Stored data:
==================================================
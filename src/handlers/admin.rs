use axum::{
    Json,
    extract::{Query, State},
};
use serde::{Deserialize, Serialize};
use tracing::info;

use crate::AnidexError;
use crate::db::CacheStats;
use crate::middleware::auth::RequireAdmin;
use crate::router::AnidexState;

#[derive(Debug, Default, Deserialize)]
#[serde(default)]
pub struct ClearQuery {
    /// Only drop keys starting with this prefix.
    pub prefix: Option<String>,
}

#[derive(Debug, Serialize)]
pub struct Cleared {
    pub removed: u64,
}

/// GET /admin/cache
pub async fn cache_stats(
    _admin: RequireAdmin,
    State(state): State<AnidexState>,
) -> Result<Json<CacheStats>, AnidexError> {
    Ok(Json(state.catalog.cache().stats().await?))
}

/// DELETE /admin/cache[?prefix=jikan-anime-]
pub async fn clear_cache(
    _admin: RequireAdmin,
    State(state): State<AnidexState>,
    Query(query): Query<ClearQuery>,
) -> Result<Json<Cleared>, AnidexError> {
    let cache = state.catalog.cache();
    let removed = match query.prefix.as_deref().filter(|p| !p.is_empty()) {
        Some(prefix) => cache.invalidate_prefix(prefix).await?,
        None => cache.clear().await?,
    };
    info!(removed, prefix = ?query.prefix, "cache cleared by admin");
    Ok(Json(Cleared { removed }))
}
==================================================
What are the lines, exactly as written above, from the line with "-> Result<Json<CacheStats>, AnidexError>" to the line with "-> Result<Json<Cleared>, AnidexError>", both included? Output only those.

**Worked solution:**
) -> Result<Json<CacheStats>, AnidexError> {
    Ok(Json(state.catalog.cache().stats().await?))
}

/// DELETE /admin/cache[?prefix=jikan-anime-]
pub async fn clear_cache(
    _admin: RequireAdmin,
    State(state): State<AnidexState>,
    Query(query): Query<ClearQuery>,
) -> Result<Json<Cleared>, AnidexError> {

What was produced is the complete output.